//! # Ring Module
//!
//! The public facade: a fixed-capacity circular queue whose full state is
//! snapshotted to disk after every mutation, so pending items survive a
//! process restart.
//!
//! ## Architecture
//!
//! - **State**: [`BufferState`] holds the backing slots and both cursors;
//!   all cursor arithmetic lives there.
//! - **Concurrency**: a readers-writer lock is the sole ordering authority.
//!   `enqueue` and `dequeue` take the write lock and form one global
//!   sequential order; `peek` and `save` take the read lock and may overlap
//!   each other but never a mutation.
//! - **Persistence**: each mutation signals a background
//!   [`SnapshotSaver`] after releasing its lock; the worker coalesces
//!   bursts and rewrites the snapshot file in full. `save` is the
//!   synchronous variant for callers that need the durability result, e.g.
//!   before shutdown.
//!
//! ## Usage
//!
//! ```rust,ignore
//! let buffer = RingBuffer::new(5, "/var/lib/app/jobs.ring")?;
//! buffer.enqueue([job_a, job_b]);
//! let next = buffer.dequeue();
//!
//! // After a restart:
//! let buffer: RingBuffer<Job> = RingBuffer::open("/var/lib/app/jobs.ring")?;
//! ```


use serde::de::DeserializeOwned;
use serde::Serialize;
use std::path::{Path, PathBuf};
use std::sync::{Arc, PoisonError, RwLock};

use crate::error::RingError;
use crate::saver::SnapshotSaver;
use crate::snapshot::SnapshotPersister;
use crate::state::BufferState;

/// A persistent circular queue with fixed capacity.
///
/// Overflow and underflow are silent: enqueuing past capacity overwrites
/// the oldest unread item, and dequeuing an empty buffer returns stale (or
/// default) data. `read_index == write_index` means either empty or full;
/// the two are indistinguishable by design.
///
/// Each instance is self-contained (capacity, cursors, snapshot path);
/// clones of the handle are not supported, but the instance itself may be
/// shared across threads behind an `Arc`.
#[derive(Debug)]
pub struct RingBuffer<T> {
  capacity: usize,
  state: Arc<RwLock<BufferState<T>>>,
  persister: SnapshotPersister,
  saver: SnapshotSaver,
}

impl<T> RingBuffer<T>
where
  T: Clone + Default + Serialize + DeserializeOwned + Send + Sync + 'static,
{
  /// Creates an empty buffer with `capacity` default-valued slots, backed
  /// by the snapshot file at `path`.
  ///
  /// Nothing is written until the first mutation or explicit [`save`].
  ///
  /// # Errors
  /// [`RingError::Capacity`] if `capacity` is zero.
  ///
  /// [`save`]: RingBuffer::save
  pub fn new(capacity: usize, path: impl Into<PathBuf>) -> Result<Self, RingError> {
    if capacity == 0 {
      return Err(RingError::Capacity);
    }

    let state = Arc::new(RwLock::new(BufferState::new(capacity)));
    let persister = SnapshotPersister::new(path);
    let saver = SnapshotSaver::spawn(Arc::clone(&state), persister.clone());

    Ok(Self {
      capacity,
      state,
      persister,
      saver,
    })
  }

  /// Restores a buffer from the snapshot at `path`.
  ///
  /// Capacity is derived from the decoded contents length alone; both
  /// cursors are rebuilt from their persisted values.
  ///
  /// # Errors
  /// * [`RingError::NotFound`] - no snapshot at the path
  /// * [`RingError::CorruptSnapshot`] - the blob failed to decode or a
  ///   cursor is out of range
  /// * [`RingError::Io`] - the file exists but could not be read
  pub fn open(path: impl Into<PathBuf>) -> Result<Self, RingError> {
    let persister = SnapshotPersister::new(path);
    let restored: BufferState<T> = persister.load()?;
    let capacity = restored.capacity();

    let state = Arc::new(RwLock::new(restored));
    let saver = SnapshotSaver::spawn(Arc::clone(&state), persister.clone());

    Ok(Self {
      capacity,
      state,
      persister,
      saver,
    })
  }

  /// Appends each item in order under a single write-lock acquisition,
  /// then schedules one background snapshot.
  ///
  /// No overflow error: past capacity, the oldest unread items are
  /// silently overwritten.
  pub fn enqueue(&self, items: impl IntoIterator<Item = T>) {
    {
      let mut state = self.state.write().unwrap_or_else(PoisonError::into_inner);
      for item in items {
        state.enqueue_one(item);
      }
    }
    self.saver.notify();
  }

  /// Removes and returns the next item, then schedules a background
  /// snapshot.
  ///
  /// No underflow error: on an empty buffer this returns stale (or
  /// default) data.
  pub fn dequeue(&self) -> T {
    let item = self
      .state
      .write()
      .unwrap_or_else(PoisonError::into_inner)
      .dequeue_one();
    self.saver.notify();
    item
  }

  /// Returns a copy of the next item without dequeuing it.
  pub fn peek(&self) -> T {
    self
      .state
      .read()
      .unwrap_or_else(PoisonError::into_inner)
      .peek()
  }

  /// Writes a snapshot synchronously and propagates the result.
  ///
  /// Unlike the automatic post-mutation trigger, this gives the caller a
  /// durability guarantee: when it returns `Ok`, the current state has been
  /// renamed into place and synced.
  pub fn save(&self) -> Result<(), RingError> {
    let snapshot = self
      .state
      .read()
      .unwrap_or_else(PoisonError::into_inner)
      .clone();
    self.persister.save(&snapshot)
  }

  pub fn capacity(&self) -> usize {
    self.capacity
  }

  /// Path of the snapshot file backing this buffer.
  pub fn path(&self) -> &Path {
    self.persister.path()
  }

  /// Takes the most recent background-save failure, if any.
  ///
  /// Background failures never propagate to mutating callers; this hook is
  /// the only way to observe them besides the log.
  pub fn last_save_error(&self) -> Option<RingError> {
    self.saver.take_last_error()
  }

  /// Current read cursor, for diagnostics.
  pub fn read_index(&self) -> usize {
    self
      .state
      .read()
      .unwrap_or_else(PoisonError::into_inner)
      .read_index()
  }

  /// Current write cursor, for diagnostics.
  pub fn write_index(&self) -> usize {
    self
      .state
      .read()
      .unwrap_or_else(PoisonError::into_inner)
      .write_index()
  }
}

------------------------------------------------------------

• Problem statement:
What lines in the data hold the word "oldest"? Return them.

• Result of this exercise:
/// the oldest unread item, and dequeuing an empty buffer returns stale (or
  /// No overflow error: past capacity, the oldest unread items are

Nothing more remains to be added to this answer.